- Work instructions -
Go through the data below and copy each line where the word "widths" occurs.

++++++

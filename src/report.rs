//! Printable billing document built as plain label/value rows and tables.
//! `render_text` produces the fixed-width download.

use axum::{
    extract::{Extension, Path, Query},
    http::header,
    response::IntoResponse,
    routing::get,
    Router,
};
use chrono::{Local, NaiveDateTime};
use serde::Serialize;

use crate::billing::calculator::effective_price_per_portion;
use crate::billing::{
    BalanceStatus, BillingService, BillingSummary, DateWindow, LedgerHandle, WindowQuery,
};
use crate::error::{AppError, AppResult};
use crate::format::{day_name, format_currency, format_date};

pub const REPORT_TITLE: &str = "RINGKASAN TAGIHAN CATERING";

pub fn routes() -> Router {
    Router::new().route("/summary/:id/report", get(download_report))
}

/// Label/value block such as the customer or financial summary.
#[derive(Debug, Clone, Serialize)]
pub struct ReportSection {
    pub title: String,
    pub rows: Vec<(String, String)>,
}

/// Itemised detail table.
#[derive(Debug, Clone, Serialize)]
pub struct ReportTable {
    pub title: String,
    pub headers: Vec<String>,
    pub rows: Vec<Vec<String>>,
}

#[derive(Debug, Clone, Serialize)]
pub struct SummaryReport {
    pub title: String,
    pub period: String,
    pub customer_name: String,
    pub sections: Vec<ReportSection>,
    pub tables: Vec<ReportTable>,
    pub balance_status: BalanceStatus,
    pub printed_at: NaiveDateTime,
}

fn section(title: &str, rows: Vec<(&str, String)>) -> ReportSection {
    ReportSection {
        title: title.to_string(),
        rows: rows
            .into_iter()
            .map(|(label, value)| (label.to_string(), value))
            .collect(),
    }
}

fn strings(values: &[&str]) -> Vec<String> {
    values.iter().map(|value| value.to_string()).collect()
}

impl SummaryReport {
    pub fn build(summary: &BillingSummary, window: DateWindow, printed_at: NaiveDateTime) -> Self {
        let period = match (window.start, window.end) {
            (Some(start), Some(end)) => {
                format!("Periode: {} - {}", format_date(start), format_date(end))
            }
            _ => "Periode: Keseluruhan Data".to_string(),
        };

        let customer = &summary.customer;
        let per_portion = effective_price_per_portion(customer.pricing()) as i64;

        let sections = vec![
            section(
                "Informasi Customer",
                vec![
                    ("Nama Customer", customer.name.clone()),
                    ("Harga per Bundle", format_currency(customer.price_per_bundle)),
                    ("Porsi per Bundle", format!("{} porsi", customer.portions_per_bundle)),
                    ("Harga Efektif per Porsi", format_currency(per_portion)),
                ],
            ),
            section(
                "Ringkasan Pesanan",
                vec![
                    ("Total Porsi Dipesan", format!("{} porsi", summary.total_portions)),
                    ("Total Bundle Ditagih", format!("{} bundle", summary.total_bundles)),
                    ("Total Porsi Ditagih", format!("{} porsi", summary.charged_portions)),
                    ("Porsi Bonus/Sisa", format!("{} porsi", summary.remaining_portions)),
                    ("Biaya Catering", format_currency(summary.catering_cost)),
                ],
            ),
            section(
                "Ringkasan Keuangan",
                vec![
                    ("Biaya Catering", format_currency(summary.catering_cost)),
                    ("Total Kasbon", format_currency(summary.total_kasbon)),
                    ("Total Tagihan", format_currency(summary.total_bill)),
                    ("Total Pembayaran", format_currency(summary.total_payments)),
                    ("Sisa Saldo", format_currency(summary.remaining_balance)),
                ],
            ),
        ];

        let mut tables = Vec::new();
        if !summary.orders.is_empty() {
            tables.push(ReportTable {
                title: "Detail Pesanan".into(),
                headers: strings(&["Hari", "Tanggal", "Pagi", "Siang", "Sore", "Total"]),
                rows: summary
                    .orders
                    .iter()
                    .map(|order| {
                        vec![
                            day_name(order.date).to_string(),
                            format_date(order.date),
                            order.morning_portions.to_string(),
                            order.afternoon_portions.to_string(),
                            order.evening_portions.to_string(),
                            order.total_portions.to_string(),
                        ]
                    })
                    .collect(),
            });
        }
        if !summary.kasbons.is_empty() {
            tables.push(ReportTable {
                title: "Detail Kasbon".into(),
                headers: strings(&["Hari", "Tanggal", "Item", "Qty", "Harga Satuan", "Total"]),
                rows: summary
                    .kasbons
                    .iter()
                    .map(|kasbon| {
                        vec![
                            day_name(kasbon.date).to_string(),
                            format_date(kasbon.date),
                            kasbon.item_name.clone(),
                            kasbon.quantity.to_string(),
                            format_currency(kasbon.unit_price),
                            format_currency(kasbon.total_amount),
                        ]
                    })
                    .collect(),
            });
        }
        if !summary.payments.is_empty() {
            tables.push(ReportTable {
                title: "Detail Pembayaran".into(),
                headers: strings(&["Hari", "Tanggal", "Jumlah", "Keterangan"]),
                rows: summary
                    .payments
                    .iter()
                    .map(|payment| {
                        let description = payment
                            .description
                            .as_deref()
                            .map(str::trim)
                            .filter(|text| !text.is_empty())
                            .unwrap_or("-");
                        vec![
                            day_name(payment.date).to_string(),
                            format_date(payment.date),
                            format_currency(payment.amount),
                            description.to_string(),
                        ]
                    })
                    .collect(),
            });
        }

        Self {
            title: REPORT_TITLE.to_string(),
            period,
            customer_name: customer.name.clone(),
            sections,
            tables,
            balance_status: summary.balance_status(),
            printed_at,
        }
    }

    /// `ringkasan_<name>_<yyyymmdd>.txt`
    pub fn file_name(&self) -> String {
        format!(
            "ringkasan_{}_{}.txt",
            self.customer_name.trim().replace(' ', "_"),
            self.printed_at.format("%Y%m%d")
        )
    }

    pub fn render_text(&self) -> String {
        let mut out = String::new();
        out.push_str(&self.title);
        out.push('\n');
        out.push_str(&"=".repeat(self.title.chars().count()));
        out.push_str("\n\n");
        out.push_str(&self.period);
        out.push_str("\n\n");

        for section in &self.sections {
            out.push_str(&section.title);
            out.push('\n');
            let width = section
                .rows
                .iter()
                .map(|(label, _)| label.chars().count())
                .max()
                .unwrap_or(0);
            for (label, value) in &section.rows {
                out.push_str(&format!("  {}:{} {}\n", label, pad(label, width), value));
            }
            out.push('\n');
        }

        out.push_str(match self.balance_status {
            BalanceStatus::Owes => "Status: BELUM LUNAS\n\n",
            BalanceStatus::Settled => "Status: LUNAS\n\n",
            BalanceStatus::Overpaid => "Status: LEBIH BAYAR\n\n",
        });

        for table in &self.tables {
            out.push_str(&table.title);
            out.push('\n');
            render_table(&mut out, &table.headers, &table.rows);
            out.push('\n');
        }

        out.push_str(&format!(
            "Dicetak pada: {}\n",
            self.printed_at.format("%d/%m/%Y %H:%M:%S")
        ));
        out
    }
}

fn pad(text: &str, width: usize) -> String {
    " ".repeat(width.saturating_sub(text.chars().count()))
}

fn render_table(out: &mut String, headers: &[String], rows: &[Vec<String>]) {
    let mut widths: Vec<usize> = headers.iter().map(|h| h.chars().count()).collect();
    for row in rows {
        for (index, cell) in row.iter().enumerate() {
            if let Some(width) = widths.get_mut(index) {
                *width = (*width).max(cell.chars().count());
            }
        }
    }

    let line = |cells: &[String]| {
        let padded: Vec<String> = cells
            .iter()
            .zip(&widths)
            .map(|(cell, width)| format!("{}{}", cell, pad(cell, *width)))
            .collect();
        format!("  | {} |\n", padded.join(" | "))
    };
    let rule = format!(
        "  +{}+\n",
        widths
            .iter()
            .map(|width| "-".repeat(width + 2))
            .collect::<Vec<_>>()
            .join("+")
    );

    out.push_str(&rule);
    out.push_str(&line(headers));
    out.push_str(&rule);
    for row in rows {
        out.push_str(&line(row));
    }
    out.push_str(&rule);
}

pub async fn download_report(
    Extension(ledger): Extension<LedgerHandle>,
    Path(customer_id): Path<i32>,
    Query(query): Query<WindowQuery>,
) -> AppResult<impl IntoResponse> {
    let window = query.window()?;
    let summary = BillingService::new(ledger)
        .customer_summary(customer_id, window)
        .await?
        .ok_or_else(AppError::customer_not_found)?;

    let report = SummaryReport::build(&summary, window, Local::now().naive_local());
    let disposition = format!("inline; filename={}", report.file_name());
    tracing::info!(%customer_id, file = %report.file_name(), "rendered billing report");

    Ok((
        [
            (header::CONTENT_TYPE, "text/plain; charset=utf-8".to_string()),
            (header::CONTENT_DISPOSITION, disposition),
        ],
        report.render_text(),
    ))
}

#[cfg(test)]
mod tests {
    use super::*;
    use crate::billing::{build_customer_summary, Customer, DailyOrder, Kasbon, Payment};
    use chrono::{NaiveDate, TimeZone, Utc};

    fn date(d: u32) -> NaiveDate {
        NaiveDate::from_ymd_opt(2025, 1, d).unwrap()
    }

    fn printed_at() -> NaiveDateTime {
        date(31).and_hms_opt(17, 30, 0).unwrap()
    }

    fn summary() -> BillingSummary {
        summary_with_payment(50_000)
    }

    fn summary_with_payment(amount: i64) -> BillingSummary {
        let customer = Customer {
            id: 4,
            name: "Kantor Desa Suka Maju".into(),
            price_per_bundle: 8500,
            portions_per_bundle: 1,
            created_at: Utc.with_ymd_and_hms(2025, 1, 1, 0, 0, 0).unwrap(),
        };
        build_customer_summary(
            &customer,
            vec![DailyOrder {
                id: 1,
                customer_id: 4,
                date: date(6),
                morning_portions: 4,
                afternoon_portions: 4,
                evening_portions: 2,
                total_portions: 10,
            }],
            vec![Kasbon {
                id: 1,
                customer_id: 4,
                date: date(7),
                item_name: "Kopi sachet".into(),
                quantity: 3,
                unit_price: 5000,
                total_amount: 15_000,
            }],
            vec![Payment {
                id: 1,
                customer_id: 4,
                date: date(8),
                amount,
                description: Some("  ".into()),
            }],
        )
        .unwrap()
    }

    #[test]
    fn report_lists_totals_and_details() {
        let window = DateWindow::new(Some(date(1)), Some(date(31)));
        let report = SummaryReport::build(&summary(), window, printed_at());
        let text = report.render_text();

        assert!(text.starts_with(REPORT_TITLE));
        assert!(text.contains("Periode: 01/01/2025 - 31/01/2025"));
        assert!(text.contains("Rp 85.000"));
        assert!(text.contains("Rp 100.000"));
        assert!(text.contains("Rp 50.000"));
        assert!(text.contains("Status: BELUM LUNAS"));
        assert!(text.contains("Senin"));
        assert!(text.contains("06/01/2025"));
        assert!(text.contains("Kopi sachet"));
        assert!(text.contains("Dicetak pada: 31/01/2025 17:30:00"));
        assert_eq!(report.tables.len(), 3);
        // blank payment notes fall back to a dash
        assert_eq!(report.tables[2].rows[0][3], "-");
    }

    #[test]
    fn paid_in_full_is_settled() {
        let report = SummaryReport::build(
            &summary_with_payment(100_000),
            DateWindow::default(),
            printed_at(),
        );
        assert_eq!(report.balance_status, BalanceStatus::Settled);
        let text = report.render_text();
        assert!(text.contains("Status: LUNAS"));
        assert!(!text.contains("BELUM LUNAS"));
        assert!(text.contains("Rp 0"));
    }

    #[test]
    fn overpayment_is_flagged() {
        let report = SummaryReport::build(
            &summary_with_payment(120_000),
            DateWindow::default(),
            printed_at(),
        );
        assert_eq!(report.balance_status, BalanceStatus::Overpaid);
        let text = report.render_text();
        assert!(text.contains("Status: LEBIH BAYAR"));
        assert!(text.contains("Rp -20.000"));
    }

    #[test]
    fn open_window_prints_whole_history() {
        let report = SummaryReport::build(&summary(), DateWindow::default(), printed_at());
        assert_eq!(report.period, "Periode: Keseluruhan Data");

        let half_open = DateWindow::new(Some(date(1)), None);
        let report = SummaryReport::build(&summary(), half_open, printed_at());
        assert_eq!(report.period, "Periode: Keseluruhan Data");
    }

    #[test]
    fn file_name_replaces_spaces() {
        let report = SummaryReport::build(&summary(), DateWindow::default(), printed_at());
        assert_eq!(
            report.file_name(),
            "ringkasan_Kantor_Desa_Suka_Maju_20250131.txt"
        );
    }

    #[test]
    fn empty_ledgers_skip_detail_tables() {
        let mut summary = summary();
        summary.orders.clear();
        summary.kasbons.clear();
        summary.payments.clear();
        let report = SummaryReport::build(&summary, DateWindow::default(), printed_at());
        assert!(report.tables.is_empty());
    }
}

++++++

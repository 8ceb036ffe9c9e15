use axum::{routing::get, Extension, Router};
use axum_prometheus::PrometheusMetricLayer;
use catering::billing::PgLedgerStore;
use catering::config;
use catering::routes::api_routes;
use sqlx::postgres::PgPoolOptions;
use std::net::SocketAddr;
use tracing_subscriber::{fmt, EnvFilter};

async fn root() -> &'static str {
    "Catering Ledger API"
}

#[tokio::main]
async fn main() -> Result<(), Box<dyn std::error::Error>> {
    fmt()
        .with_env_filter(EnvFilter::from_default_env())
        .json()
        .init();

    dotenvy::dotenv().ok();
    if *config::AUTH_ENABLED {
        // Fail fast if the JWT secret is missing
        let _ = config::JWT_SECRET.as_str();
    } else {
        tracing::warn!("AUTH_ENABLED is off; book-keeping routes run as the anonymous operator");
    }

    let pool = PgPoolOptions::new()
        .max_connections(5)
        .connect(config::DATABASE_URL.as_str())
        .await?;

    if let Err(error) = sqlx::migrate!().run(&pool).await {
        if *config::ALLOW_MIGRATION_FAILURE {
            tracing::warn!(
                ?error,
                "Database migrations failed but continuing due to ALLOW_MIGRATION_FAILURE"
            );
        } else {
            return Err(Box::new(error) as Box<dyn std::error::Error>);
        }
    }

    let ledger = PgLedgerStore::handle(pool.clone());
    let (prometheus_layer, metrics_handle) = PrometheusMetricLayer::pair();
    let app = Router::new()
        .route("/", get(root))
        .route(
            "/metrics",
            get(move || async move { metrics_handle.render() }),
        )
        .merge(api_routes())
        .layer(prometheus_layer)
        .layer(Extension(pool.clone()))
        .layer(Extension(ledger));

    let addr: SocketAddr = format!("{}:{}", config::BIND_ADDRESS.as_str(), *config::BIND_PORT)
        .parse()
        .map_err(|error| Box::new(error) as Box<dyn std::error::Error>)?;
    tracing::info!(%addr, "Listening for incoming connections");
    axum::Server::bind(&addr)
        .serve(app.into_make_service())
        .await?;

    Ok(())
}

++++++

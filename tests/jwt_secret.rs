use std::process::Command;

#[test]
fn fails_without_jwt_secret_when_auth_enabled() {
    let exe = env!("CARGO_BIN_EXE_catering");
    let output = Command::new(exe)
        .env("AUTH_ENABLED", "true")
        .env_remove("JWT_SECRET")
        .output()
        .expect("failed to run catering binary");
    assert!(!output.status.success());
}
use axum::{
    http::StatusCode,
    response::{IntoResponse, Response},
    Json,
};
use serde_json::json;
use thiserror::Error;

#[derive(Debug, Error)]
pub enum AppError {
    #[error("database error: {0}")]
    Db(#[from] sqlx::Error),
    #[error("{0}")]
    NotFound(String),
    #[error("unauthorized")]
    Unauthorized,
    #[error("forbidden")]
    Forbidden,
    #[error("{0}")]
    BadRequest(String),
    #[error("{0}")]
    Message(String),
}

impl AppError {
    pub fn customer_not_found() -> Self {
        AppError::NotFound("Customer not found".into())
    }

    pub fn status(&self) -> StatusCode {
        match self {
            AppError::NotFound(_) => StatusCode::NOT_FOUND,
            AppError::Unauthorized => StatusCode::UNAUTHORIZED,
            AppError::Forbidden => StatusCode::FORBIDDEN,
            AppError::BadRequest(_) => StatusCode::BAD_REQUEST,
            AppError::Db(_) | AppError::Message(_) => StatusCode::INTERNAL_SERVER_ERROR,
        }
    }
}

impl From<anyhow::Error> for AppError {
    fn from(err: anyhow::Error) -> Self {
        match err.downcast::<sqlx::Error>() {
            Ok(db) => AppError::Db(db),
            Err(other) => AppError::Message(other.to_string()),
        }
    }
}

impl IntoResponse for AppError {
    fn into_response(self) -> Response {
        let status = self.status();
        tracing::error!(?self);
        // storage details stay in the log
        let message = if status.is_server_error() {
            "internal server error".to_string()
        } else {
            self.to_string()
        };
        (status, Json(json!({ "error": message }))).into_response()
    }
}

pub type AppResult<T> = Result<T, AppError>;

++++++

- Answer to this problem -
    let mut widths: Vec<usize> = headers.iter().map(|h| h.chars().count()).collect();
            if let Some(width) = widths.get_mut(index) {
            .zip(&widths)
        widths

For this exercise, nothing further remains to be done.